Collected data
- - - - - - -

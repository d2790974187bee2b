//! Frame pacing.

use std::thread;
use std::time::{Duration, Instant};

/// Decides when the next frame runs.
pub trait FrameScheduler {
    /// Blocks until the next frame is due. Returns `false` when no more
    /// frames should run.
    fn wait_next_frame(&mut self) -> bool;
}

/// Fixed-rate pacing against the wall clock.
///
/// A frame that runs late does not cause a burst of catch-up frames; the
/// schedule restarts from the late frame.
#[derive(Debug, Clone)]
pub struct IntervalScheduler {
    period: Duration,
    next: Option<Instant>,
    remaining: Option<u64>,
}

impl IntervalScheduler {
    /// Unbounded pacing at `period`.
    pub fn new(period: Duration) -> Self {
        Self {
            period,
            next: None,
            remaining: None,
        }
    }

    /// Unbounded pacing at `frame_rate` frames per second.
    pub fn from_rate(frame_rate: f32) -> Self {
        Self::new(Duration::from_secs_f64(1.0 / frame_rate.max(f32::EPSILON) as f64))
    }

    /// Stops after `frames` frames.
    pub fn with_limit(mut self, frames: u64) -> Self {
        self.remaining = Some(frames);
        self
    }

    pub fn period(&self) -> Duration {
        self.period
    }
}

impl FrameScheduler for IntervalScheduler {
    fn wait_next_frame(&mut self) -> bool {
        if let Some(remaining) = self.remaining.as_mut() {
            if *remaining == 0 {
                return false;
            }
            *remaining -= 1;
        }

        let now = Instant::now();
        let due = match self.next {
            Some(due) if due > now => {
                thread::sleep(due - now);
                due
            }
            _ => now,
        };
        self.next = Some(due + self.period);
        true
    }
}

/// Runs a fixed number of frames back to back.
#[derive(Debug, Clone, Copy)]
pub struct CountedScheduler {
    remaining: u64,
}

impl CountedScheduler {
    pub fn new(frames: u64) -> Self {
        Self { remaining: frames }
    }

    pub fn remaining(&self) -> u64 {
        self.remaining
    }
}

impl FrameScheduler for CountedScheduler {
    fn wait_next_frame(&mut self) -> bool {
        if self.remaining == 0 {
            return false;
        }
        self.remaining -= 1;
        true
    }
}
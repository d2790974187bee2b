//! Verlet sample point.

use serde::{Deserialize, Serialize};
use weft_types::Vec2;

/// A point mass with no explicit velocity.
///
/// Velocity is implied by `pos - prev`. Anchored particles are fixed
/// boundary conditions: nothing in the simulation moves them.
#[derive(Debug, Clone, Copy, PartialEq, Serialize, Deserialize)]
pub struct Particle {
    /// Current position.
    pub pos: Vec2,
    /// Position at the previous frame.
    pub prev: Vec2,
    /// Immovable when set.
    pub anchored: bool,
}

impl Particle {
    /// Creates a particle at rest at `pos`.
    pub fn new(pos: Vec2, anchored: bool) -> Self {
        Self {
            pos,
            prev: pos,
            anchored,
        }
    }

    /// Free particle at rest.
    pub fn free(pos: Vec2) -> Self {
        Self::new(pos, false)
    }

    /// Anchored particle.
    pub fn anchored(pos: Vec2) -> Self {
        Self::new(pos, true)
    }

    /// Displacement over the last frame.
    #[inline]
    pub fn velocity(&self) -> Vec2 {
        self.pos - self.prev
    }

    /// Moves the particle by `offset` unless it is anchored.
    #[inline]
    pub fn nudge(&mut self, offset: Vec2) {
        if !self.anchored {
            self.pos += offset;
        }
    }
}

- - - - - - -

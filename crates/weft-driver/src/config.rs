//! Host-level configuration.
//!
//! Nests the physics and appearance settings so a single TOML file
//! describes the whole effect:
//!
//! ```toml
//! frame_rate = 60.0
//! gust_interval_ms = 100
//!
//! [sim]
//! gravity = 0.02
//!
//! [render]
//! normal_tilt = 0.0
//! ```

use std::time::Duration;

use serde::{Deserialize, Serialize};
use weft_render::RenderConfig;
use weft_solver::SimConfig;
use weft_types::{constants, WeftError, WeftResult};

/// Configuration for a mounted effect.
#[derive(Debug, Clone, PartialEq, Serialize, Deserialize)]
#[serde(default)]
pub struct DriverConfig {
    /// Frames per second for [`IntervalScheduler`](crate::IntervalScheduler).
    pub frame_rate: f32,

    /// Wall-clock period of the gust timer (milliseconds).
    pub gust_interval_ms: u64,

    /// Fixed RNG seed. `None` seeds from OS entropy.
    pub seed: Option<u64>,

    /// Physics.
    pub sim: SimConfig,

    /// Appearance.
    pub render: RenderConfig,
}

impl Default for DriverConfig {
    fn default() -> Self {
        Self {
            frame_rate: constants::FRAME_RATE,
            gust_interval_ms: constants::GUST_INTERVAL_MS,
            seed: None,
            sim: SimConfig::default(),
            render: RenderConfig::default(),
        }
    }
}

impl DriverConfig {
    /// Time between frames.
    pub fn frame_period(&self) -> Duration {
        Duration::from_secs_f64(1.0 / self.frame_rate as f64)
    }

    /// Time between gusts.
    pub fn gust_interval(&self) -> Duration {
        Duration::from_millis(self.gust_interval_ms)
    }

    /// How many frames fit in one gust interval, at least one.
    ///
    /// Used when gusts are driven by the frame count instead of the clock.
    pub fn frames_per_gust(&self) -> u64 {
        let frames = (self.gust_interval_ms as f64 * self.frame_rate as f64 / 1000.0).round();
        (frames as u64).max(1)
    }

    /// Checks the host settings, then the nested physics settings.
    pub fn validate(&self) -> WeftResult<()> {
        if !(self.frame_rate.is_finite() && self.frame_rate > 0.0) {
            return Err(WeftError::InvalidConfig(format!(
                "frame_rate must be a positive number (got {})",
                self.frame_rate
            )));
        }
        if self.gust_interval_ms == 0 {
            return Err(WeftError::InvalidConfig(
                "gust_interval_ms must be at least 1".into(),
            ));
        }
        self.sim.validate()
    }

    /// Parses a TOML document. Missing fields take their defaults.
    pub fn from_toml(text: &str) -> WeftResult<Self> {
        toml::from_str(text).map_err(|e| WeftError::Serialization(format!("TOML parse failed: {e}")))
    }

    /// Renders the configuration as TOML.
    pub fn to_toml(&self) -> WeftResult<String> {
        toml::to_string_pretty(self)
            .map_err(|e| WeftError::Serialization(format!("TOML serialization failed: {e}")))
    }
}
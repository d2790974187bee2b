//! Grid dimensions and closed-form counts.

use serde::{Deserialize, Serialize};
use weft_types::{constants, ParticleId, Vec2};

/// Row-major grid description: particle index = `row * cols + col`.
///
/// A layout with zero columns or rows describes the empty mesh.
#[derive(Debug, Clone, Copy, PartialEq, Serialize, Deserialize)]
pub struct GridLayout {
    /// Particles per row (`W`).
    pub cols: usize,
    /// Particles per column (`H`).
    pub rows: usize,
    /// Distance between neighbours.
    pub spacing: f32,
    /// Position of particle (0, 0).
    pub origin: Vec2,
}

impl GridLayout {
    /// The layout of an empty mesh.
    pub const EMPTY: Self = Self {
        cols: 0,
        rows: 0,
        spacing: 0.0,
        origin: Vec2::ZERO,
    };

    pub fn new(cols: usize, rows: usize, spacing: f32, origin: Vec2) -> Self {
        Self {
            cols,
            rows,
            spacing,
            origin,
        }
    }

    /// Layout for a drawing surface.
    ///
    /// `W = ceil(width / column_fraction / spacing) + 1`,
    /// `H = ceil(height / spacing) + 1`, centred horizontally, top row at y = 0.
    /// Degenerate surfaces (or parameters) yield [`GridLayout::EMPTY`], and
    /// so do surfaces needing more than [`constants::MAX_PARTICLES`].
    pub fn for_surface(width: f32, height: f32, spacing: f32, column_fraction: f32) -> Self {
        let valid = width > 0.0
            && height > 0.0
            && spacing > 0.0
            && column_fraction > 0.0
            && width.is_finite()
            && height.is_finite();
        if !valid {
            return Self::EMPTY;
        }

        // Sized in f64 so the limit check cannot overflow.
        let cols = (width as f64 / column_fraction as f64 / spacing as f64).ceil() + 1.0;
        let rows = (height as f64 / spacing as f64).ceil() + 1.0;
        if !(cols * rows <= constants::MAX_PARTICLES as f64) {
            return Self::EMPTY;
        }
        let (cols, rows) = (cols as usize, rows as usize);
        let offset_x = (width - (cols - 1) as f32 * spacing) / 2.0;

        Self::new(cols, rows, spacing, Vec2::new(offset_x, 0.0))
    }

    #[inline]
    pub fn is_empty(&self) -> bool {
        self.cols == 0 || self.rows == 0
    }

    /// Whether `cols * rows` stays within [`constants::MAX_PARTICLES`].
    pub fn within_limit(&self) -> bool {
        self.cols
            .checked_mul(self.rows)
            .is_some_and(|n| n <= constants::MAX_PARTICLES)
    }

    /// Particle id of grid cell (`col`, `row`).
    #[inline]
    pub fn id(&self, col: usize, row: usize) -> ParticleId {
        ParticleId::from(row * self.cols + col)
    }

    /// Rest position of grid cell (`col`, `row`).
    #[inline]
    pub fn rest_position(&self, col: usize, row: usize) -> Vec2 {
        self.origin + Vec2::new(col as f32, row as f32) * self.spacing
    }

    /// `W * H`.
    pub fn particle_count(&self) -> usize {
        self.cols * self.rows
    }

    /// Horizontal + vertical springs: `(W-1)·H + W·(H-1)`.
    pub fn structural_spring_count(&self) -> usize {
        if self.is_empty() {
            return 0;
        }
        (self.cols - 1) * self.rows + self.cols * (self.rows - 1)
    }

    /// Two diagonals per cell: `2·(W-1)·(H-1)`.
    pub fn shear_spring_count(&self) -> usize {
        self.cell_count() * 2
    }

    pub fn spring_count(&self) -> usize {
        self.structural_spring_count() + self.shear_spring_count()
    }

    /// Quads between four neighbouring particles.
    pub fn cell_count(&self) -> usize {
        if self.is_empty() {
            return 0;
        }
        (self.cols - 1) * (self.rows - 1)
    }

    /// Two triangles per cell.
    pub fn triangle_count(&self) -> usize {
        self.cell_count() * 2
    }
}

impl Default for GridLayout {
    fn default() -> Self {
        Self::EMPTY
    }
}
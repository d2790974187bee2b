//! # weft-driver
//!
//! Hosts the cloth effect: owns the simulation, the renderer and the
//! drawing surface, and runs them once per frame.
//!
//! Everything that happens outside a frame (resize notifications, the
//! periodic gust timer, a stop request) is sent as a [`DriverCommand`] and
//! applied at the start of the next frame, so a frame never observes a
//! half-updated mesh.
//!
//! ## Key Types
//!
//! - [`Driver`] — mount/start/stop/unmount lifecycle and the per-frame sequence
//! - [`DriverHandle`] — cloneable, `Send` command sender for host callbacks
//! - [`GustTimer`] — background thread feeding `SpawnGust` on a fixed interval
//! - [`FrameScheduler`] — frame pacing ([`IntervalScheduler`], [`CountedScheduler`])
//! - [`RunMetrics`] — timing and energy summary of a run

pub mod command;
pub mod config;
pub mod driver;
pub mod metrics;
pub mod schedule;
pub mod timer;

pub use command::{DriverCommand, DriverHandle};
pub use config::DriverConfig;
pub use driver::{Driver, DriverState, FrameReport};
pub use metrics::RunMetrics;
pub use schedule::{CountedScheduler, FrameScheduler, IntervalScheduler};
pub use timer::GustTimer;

- - - - - - -

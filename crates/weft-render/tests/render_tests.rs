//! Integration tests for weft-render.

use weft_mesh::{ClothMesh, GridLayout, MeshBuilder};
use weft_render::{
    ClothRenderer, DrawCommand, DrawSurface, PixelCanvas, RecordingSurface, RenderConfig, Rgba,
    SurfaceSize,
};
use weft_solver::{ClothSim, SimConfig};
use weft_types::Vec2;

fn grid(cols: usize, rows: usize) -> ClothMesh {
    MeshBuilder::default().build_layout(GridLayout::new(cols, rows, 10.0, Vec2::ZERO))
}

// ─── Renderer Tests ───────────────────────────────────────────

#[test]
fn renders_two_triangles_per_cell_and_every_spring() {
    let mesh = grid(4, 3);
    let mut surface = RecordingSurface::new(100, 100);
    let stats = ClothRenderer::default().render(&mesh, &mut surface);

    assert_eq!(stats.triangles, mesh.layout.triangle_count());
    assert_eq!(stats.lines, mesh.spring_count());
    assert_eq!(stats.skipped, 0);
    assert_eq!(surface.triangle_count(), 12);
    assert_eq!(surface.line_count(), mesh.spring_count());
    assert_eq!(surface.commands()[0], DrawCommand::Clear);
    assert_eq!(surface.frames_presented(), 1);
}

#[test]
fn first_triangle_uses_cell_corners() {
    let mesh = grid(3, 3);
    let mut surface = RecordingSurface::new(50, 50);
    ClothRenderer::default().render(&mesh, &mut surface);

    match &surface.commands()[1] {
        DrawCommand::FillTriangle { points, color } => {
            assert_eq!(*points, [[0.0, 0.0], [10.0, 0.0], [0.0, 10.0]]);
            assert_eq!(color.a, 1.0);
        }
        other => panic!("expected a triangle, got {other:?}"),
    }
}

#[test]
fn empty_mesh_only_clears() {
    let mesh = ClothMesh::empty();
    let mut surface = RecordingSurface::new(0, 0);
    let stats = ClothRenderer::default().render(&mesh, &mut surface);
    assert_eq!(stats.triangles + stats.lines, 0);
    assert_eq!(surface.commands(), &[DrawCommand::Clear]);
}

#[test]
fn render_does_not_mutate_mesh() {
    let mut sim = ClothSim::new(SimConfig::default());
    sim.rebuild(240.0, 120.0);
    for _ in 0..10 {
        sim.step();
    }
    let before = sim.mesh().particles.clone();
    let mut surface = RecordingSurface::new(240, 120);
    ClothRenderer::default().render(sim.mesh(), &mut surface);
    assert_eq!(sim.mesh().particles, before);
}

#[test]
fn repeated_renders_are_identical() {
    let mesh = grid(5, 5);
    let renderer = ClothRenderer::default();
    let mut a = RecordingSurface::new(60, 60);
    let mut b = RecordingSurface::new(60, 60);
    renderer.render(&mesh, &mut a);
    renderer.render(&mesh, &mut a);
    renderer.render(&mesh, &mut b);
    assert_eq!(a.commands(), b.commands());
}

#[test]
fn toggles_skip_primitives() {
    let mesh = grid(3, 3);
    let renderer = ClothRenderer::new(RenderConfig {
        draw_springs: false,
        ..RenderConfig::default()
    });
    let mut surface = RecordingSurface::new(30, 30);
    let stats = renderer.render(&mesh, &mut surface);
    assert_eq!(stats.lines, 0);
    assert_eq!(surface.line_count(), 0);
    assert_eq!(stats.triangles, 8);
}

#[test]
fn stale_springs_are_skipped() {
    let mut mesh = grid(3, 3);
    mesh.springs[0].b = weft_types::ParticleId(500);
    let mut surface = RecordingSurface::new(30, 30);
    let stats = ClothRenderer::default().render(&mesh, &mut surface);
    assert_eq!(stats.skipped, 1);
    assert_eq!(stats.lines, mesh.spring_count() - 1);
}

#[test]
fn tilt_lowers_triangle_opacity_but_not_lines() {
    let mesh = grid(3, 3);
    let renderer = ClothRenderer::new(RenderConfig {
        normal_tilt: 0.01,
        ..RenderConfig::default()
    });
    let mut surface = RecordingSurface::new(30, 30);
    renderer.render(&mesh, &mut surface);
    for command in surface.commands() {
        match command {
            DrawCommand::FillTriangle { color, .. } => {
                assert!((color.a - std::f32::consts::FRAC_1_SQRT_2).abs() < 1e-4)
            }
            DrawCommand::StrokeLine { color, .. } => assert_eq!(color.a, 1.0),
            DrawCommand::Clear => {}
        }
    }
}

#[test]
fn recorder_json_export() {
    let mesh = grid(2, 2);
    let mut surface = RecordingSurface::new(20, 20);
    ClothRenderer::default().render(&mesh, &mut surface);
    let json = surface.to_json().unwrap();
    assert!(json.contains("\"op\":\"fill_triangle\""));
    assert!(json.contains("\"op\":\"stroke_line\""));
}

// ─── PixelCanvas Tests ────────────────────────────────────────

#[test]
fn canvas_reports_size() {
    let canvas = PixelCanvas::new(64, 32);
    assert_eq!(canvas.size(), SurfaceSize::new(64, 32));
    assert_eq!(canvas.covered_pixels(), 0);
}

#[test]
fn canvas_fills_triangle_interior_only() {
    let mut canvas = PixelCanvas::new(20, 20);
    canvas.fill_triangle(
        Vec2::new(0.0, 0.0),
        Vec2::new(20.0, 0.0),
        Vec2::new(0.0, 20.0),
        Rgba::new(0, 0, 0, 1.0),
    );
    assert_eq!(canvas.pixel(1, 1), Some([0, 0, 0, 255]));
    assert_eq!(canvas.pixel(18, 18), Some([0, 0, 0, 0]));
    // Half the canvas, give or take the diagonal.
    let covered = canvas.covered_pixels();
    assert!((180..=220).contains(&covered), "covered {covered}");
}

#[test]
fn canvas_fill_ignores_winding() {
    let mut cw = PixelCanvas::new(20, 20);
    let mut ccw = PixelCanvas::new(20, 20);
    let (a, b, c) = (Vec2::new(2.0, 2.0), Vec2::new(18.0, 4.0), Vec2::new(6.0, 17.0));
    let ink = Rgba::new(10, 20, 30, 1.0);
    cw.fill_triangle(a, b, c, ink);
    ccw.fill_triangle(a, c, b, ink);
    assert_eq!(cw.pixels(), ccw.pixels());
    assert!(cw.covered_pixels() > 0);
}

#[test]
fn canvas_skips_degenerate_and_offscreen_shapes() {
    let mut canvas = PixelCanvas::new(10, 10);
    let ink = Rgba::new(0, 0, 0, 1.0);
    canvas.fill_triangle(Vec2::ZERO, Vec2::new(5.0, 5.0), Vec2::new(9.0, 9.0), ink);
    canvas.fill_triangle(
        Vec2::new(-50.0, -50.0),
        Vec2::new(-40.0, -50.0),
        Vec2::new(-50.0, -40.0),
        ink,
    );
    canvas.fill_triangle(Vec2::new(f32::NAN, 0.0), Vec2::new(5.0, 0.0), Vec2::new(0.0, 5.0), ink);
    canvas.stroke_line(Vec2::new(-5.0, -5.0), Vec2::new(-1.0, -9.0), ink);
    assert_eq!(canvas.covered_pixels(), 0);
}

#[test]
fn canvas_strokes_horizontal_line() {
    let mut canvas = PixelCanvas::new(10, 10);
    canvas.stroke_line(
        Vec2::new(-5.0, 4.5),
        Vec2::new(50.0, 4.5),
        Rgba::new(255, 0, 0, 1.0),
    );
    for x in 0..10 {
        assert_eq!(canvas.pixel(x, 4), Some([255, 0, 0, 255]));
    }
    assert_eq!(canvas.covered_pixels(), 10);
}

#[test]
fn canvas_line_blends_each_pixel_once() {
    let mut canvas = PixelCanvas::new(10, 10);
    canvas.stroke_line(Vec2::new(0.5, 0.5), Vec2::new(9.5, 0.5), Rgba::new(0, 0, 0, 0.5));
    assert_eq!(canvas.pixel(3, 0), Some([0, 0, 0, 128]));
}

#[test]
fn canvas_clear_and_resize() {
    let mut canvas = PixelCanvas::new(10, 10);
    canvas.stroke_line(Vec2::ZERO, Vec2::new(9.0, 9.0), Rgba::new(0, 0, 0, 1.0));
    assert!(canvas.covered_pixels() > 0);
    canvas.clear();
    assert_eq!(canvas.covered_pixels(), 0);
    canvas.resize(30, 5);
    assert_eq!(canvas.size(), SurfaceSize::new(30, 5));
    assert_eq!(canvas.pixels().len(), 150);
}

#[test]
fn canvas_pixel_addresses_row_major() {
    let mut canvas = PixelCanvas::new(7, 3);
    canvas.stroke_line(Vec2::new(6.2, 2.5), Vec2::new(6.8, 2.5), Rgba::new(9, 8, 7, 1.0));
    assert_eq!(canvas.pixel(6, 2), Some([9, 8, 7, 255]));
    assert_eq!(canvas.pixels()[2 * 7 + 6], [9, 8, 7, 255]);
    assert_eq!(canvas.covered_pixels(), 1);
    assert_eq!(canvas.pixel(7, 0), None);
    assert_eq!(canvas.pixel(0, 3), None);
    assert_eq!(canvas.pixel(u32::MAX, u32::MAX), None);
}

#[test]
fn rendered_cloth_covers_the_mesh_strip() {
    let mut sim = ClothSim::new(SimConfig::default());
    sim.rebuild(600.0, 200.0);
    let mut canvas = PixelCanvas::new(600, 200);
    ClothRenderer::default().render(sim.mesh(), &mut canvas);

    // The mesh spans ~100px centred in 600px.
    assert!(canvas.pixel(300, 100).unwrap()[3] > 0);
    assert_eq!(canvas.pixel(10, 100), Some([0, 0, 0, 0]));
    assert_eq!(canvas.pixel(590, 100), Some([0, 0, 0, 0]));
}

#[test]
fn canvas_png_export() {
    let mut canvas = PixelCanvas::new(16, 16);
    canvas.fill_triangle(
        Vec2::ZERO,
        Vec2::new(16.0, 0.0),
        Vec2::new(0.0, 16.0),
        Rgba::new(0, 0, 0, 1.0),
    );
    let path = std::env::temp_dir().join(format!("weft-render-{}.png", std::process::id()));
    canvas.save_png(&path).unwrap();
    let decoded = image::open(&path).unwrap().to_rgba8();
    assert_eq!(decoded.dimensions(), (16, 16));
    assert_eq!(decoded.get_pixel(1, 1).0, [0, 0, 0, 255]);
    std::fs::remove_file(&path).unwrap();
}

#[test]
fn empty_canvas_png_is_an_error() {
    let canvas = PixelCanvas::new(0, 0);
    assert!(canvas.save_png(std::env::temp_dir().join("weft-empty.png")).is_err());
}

- - - - - - -

REQUIRED ACTION → Filter the entries above down to the lines that hold the word "WeftResult", and copy those lines.

RESPONSE BELOW →
use weft_types::{constants, WeftError, WeftResult};
    pub fn validate(&self) -> WeftResult<()> {
    pub fn from_toml(text: &str) -> WeftResult<Self> {
    pub fn to_toml(&self) -> WeftResult<String> {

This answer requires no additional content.